Goal of the exercise:
Return verbatim the line containing "let env = &report.environment;" together with all lines that follow it in the records, and no other material.

Provided information:
//! Native math routines benchmarked alongside module exports
//!
//! Each routine sums a libm function over `i` in `[0, n)` and returns the sum
//! so the result can be absorbed by the sponge.

/// Signature shared by all native routines
pub type NativeRoutine = fn(u64) -> f64;

pub fn sin_f64(iterations: u64) -> f64 {
    let mut sum = 0.0f64;
    for i in 0..iterations {
        sum += (i as f64).sin();
    }
    sum
}

pub fn sin_f32(iterations: u64) -> f64 {
    let mut sum = 0.0f32;
    for i in 0..iterations {
        sum += (i as f32).sin();
    }
    sum as f64
}

pub fn sqrt_f64(iterations: u64) -> f64 {
    let mut sum = 0.0f64;
    for i in 0..iterations {
        sum += (i as f64).sqrt();
    }
    sum
}

// f32 square roots accumulated in f64
pub fn sqrt_f32(iterations: u64) -> f64 {
    let mut sum = 0.0f64;
    for i in 0..iterations {
        sum += (i as f32).sqrt() as f64;
    }
    sum
}

/// Routines in benchmark order, with their report names
pub fn routines() -> [(&'static str, NativeRoutine); 4] {
    [
        ("sin(f64)", sin_f64),
        ("sin(f32)", sin_f32),
        ("sqrt(f64)", sqrt_f64),
        ("sqrt(f32)", sqrt_f32),
    ]
}
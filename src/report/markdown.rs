//! Markdown rendering of a run report.

use std::fmt::Write as _;

use super::RunReport;

/// Render the Markdown report.
pub fn render_markdown(report: &RunReport) -> String {
    let summary = report.detailed_summary();
    let mut md = String::new();

    let _ = writeln!(md, "# Inference Server Test Report\n");
    let _ = writeln!(md, "**Run ID**: `{}`  ", report.run_id);
    let _ = writeln!(
        md,
        "**Executed**: {}  ",
        report.timestamp.format("%Y-%m-%d %H:%M:%S UTC")
    );
    let _ = writeln!(md, "**Duration**: {:.1}s  ", report.duration);
    let _ = writeln!(md, "**Server**: {}\n", report.environment.base_url);

    let _ = writeln!(md, "## Summary\n");
    let _ = writeln!(md, "| Metric | Value |");
    let _ = writeln!(md, "|--------|-------|");
    let _ = writeln!(md, "| Total tests | {} |", summary.total);
    let _ = writeln!(md, "| Passed | {} ✅ |", summary.passed);
    let _ = writeln!(md, "| Failed | {} ❌ |", summary.failed);
    let _ = writeln!(md, "| Success rate | {:.1}% |", summary.success_rate);
    let _ = writeln!(md, "\n## Results by Category\n");
    let _ = writeln!(md, "| Category | Passed | Total | Rate | Status |");
    let _ = writeln!(md, "|----------|--------|-------|------|--------|");
    for category in &summary.categories {
        let _ = writeln!(
            md,
            "| {} | {} | {} | {:.1}% | {} |",
            table_cell(&category.category.title()),
            category.passed,
            category.total,
            category.success_rate,
            category.status_icon()
        );
    }

    let _ = writeln!(md, "\n## Details");
    for (category, outcomes) in report.results_by_category.categories() {
        let rate = summary
            .categories
            .iter()
            .find(|c| &c.category == category)
            .map_or(0.0, |c| c.success_rate);
        let _ = writeln!(md, "\n### {} ({rate:.1}%)\n", single_line(&category.title()));
        for outcome in outcomes {
            let icon = if outcome.success { "✅" } else { "❌" };
            let _ = writeln!(
                md,
                "- {icon} **{}** ({:.2}s)\n  - {}",
                single_line(&outcome.name),
                outcome.duration.as_secs_f64(),
                single_line(&outcome.message)
            );
        }
    }

    let _ = writeln!(md, "\n## Grade\n");
    let _ = writeln!(
        md,
        "{} **{}**: {}",
        summary.grade.icon(),
        summary.grade.label().to_uppercase(),
        summary.grade.description()
    );

    let _ = writeln!(md, "\n## Environment\n");
    let env = &report.environment;
    let _ = writeln!(md, "- Version: {}", env.crate_version);
    let _ = writeln!(md, "- Platform: {} ({})", env.os, env.arch);
    let _ = writeln!(md, "- Working directory: `{}`", env.working_directory);

    md
}

/// Collapse line breaks so text stays inside one list item or heading.
fn single_line(text: &str) -> String {
    text.split(['\r', '\n'])
        .filter(|part| !part.trim().is_empty())
        .map(str::trim)
        .collect::<Vec<_>>()
        .join(" ")
}

/// Escape pipes so text stays inside one table cell.
fn table_cell(text: &str) -> String {
    single_line(text).replace('|', "\\|")
}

Output for this task:
    let env = &report.environment;
    let _ = writeln!(md, "- Version: {}", env.crate_version);
    let _ = writeln!(md, "- Platform: {} ({})", env.os, env.arch);
    let _ = writeln!(md, "- Working directory: `{}`", env.working_directory);

    md
}

/// Collapse line breaks so text stays inside one list item or heading.
fn single_line(text: &str) -> String {
    text.split(['\r', '\n'])
        .filter(|part| !part.trim().is_empty())
        .map(str::trim)
        .collect::<Vec<_>>()
        .join(" ")
}

/// Escape pipes so text stays inside one table cell.
fn table_cell(text: &str) -> String {
    single_line(text).replace('|', "\\|")
}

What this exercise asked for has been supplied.